Enable an Independent Prometheus Operator

Use Prometheus operators instead of Hydrolix Prometheus

Overview

The functionality to use a Prometheus operator other than the version included in Hydrolix was introduced in version 5.3.

Hydrolix provides a version of Prometheus in its default installation. To bypass, disable, or use a different Prometheus operator, use Hydrolix tunables to configure the hydrolixcluster.yaml file.

📘

Hydrolix only supports one Prometheus instance running in a cluster. Enable either the Hydrolix built-in, or the external Prometheus version, not both.

Configure an external Prometheus operator in a cluster

Disable the Hydrolix-provided Prometheus service and provide your own Prometheus operator in the Kubernetes cluster.

The external Prometheus instances rely on ServiceMonitor labels to find metrics in the Hydrolix cluster. The ServiceMonitor resource runs in the Hydrolix namespace.

Prerequisites

  • A Prometheus operator, configured for your needs
  • Permissions to edit the hydrolixcluster.yaml file

Disable the built-in Hydrolix Prometheus

  1. Edit the hydrolixcluster.yaml file.
  2. In the spec: section, add this line:
prometheus_enabled: false

Configure the external operator

  1. Edit the hydrolixcluster.yaml file.
  2. Configure ServiceMonitor labels.
    1. By default, the Prometheus operator looks for ServiceMonitors with the release: kube-prometheus label.
    2. If your Prometheus stack uses a different label, specify it in the prometheus_servicemonitor_selector tunable.
  3. Specify the namespace, service name, and port for your external operator.
  4. Use this example to set the configuration:
spec:
  tunables:
    prometheus_operator_installed: true
    prometheus_namespace: <YOUR_PROMETHEUS_NAMESPACE>
    prometheus_service_name: <YOUR_PROMETHEUS_SERVICE_NAME>
    prometheus_service_port: 9090
    prometheus_servicemonitor_selector:
      - release: <YOUR_PROMETHEUS_RELEASE_LABEL>
  1. Edit the configuration file for the external Prometheus resource configuration. Hydrolix forwards incoming requests to URLs ending in /prometheus.
prometheus:
  prometheusSpec:
    externalUrl: /prometheus
  1. (Optional) If your scrape targets don't send the Content-Type header correctly, add this line to the Prometheus configuration to add fallback support:
scrapeClasses:
  - fallbackScrapeProtocol: PrometheusText0.0.4
    name: legacy-exporters
  1. Apply the changes to hydrolixcluster.yaml and restart the Hydrolix deployment to verify that the external Prometheus operator discovers the metrics using ServiceMonitors.

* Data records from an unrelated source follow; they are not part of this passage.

impl ReconciliationService {
    pub fn new(
        ledger: LedgerService,
        providers: ProviderRegistry,
        orders: Arc<dyn OrderRepository>,
        webhook_events: Arc<dyn WebhookEventRepository>,
        billing: Arc<SubscriptionBillingService>,
        payouts: Arc<PayoutService>,
    ) -> Self {
        Self {
            ledger,
            providers,
            orders,
            webhook_events,
            billing,
            payouts,
        }
    }

    // ========================================================================
    // Webhooks
    // ========================================================================

    /// Verifies, matches and applies one provider notification. The raw body
    /// is what the signature covers, so it must not be re-serialized first.
    pub async fn handle_webhook(
        &self,
        kind: ProviderKind,
        payload: &[u8],
        signature: &str,
    ) -> ReconciliationResult<WebhookReceipt> {
        let provider = self
            .providers
            .get(kind)
            .map_err(ReconciliationError::Provider)?;

        let verification = provider
            .verify_webhook(payload, signature)
            .map_err(|e| ReconciliationError::InvalidSignature(e.to_string()))?;
        if !verification.valid {
            let reason = verification
                .reason
                .unwrap_or_else(|| "signature mismatch".to_string());
            warn!(provider_kind = %kind, reason = %reason, "webhook signature rejected");
            return Err(ReconciliationError::InvalidSignature(reason));
        }

        let event = provider
            .parse_webhook_event(payload)
            .map_err(ReconciliationError::MalformedPayload)?;

        let Some(transaction) = self.locate(&event).await? else {
            let reference = event
                .provider_reference
                .clone()
                .or_else(|| event.idempotency_reference.clone())
                .unwrap_or_default();
            warn!(
                provider_kind = %kind,
                provider_reference = %reference,
                outcome = WebhookOutcome::UnknownTransaction.as_str(),
                "webhook for unknown transaction"
            );
            self.record(&event, WebhookOutcome::UnknownTransaction, None)
                .await?;
            return Err(ReconciliationError::UnknownTransaction { reference });
        };

        let (outcome, transaction) = self.apply_status(&transaction, event.status).await?;
        self.record(&event, outcome, Some(transaction.id)).await?;

        Ok(WebhookReceipt {
            outcome,
            transaction_id: Some(transaction.id),
            state: Some(transaction.state),
        })
    }

    async fn locate(&self, event: &WebhookEvent) -> ReconciliationResult<Option<PaymentTransaction>> {
        if let Some(reference) = event.provider_reference.as_deref() {
            if let Some(tx) = self.ledger.get_by_provider_reference(reference).await? {
                return Ok(Some(tx));
            }
        }
        if let Some(reference) = event.idempotency_reference.as_deref() {
            if let Some(tx) = self.ledger.get_by_idempotency_reference(reference).await? {
                return Ok(Some(tx));
            }
        }
        Ok(None)
    }

    async fn record(
        &self,
        event: &WebhookEvent,
        outcome: WebhookOutcome,
        transaction_id: Option<Uuid>,
    ) -> ReconciliationResult<()> {
        self.webhook_events
            .record_event(NewWebhookEvent {
                provider_kind: event.provider,
                event_type: event.event_type.clone(),
                provider_reference: event.provider_reference.clone(),
                idempotency_reference: event.idempotency_reference.clone(),
                provider_status: event.status,
                outcome,
                transaction_id,
                payload: event.payload.clone(),
            })
            .await?;
        Ok(())
    }

    // ========================================================================
    // Status application
    // ========================================================================

    /// Applies a provider-reported status to a ledger row.
    pub async fn apply_status(
        &self,
        transaction: &PaymentTransaction,
        status: ProviderStatus,
    ) -> ReconciliationResult<(WebhookOutcome, PaymentTransaction)> {
        let target = match status {
            ProviderStatus::Pending => return self.apply_intermediate(transaction).await,
            ProviderStatus::Successful => TransactionState::Completed,
            ProviderStatus::Failed => TransactionState::Failed,
            ProviderStatus::Cancelled => TransactionState::Cancelled,
        };

        match self
            .ledger
            .transition(transaction.id, &TransactionState::NON_TERMINAL, target, None)
            .await
        {
            Ok(updated) => {
                info!(
                    transaction_id = %updated.id,
                    idempotency_reference = %updated.idempotency_reference,
                    provider_reference = updated.provider_reference.as_deref().unwrap_or(""),
                    from_state = %transaction.state,
                    to_state = %updated.state,
                    outcome = WebhookOutcome::Applied.as_str(),
                    "transaction settled"
                );
                self.fan_out(&updated).await?;
                Ok((WebhookOutcome::Applied, updated))
            }
            Err(LedgerError::InvalidTransition { current, .. }) if current.state == target => {
                info!(
                    transaction_id = %current.id,
                    idempotency_reference = %current.idempotency_reference,
                    state = %current.state,
                    outcome = WebhookOutcome::Duplicate.as_str(),
                    "transaction already settled"
                );
                // Every fan-out step is guarded, so this only finishes work a
                // previous delivery left incomplete.
                self.fan_out(&current).await?;
                Ok((WebhookOutcome::Duplicate, *current))
            }
            Err(LedgerError::InvalidTransition { current, .. }) => {
                warn!(
                    transaction_id = %current.id,
                    idempotency_reference = %current.idempotency_reference,
                    state = %current.state,
                    reported_state = %target,
                    outcome = WebhookOutcome::ConflictingTerminal.as_str(),
                    "provider reported a different terminal state"
                );
                Ok((WebhookOutcome::ConflictingTerminal, *current))
            }
            Err(e) => Err(e.into()),
        }
    }

    async fn apply_intermediate(
        &self,
        transaction: &PaymentTransaction,
    ) -> ReconciliationResult<(WebhookOutcome, PaymentTransaction)> {
        if transaction.state != TransactionState::Pending {
            debug!(
                transaction_id = %transaction.id,
                state = %transaction.state,
                "intermediate status ignored"
            );
            return Ok((WebhookOutcome::Intermediate, transaction.clone()));
        }
        match self
            .ledger
            .transition(
                transaction.id,
                &[TransactionState::Pending],
                TransactionState::Processing,
                None,
            )
            .await
        {
            Ok(updated) => {
                if updated.purpose == PaymentPurpose::Withdrawal {
                    self.payouts.settle_withdrawal(&updated).await?;
                }
                Ok((WebhookOutcome::Intermediate, updated))
            }
            Err(LedgerError::InvalidTransition { current, .. }) => {
                Ok((WebhookOutcome::Intermediate, *current))
            }
            Err(e) => Err(e.into()),
        }
    }

    /// Domain updates driven by a terminal transaction.
    async fn fan_out(&self, transaction: &PaymentTransaction) -> ReconciliationResult<()> {
        match transaction.purpose {
            PaymentPurpose::OrderPayment => {
                if transaction.state == TransactionState::Completed {
                    self.settle_order(transaction).await?;
                }
            }
            PaymentPurpose::SubscriptionUpgrade => {
                self.billing.settle_upgrade(transaction).await?;
            }
            PaymentPurpose::Withdrawal => {
                self.payouts.settle_withdrawal(transaction).await?;
            }
            PaymentPurpose::TestPayment => {}
        }
        Ok(())
    }

    async fn settle_order(&self, transaction: &PaymentTransaction) -> ReconciliationResult<()> {
        let Some(order_id) = transaction.linked_entity_id else {
            warn!(transaction_id = %transaction.id, "order payment has no order link");
            return Ok(());
        };

        let order = match self.orders.mark_order_paid(order_id).await? {
            Some(order) => {
                info!(
                    order_id = %order_id,
                    transaction_id = %transaction.id,
                    "order marked paid"
                );
                order
            }
            None => match self.orders.find_order(order_id).await? {
                Some(order)
                    if !matches!(order.status, OrderStatus::Pending | OrderStatus::Cancelled) =>
                {
                    order
                }
                Some(order) => {
                    warn!(
                        order_id = %order_id,
                        transaction_id = %transaction.id,
                        status = %order.status,
                        "completed payment for an order that cannot be marked paid"
                    );
                    return Ok(());
                }
                None => {
                    error!(
                        order_id = %order_id,
                        transaction_id = %transaction.id,
                        "completed payment references a missing order"
                    );
                    return Ok(());
                }
            },
        };

        // Earnings are unique per order line, so a repeat is a no-op.
        self.payouts.credit_order_earnings(&order).await?;
        Ok(())
    }

    // ========================================================================
    // Manual checks and sweep
    // ========================================================================

    /// Asks the provider for the current status of a row and applies it
    /// through the same path as webhooks.
    pub async fn check_status(&self, transaction_id: Uuid) -> ReconciliationResult<StatusCheck> {
        let transaction = self.ledger.get(transaction_id).await?;
        if transaction.state.is_terminal() {
            return Ok(StatusCheck {
                transaction,
                provider_status: None,
                outcome: None,
            });
        }
        let Some(reference) = transaction.provider_reference.clone() else {
            debug!(
                transaction_id = %transaction.id,
                "no provider reference yet, status check skipped"
            );
            return Ok(StatusCheck {
                transaction,
                provider_status: None,
                outcome: None,
            });
        };

        let provider = self
            .providers
            .get(transaction.provider_kind)
            .map_err(ReconciliationError::Provider)?;
        let status = provider
            .check_status(&reference)
            .await
            .map_err(ReconciliationError::Provider)?;
        info!(
            transaction_id = %transaction.id,
            provider_reference = %reference,
            provider_status = ?status,
            "provider status checked"
        );

        let (outcome, transaction) = self.apply_status(&transaction, status).await?;
        Ok(StatusCheck {
            transaction,
            provider_status: Some(status),
            outcome: Some(outcome),
        })
    }

    /// Runs a status check on rows left non-terminal for longer than
    /// `stale_after`. Rows the provider still reports as pending stay as they
    /// are.
    pub async fn sweep_stale(
        &self,
        stale_after: Duration,
        batch_size: i64,
    ) -> ReconciliationResult<SweepReport> {
        let cutoff = Utc::now()
            - chrono::Duration::from_std(stale_after).unwrap_or(chrono::Duration::zero());
        let stale = self.ledger.find_stale(cutoff, batch_size).await?;
        let mut report = SweepReport {
            examined: stale.len(),
            ..SweepReport::default()
        };

        use futures::stream::{self, StreamExt};

        let results: Vec<(Uuid, ReconciliationResult<StatusCheck>)> = stream::iter(stale)
            .map(|transaction| async move {
                (transaction.id, self.check_status(transaction.id).await)
            })
            .buffer_unordered(SWEEP_CONCURRENCY)
            .collect()
            .await;

        for (transaction_id, result) in results {
            match result {
                Ok(check) if check.transaction.state.is_terminal() => report.resolved += 1,
                Ok(_) => {}
                Err(e) => {
                    report.failed_checks += 1;
                    warn!(
                        transaction_id = %transaction_id,
                        error = %e,
                        "status check failed during sweep"
                    );
                }
            }
        }
        Ok(report)
    }
}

Test the external operator

To verify that the external operator is working, check the following metrics charts for data:

  • Events per Second
  • Queries per Second

Use the /prometheus/query endpoint for the external Prometheus resource to confirm data availability.

Monitor for gaps in historical data that may occur due to Prometheus instance time-series database (TSDB) differences.

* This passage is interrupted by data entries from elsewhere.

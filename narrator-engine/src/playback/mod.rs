//! Narration playback
//!
//! The engine owns one session at a time and drives the clocks that must
//! stay in step with it: captions, the watchdog and the ambient video.

pub mod caption_scheduler;
pub mod engine;
pub mod pause_resume;
pub mod prefetch_cache;
pub mod selection;
pub mod session;
pub mod types;
pub mod video;
pub mod watchdog;

pub use caption_scheduler::{CaptionCursor, CaptionScheduler};
pub use engine::{NarrationEngine, NarrationEngineBuilder};
pub use prefetch_cache::PrefetchCache;
pub use types::{
    CacheStats, CaptionLine, EngineSnapshot, NarrationRequest, PlaybackOutcome, SessionSnapshot,
};
pub use video::{AuxiliaryVideoCoordinator, NullVideoOutput, VideoOutput};
pub use watchdog::{ArmOutcome, WatchdogGuard, WatchdogTrip};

Revert to built-in Prometheus in Hydrolix

  1. Edit hydrolixcluster.yaml.
  2. Remove the line, or set the external Prometheus tunable to false:
prometheus_operator_installed: false
  1. Re-enable built-in Prometheus:
prometheus_enabled: true
  1. (Optional) Remove any additional lines used to configure an external Prometheus resource like the following:
prometheus_namespace: ""
prometheus_service_name: ""
prometheus_service_port: 9090
prometheus_servicemonitor_selector: []
  1. Apply the hydrolixcluster.yaml changes and restart if needed.

Verify that the Hydrolix operator redeploys the Prometheus pods and that they're in the Running state.

Considerations when reverting to Hydrolix Prometheus

  • Hydrolix uses its own built-in Prometheus to scrape data
    • If any resources were changed previously to configure external Prometheus, ensure they're re-created or restored.
  • Check the Events per Second and Queries per Second charts to verify that new data is flowing in.
  • Historical data from the external Prometheus instance won't be migrated, as Prometheus TSDBs are separate.
  • Be sure that the hydrolixcluster.yaml file doesn't contain both the prometheus_operator_installed: true and prometheus_enabled: true tunables at the same time. It can cause conflicts, including metrics duplication.
  • There may be gaps in the metrics if there was downtime between using the external Prometheus resource and reverting to the built-in version.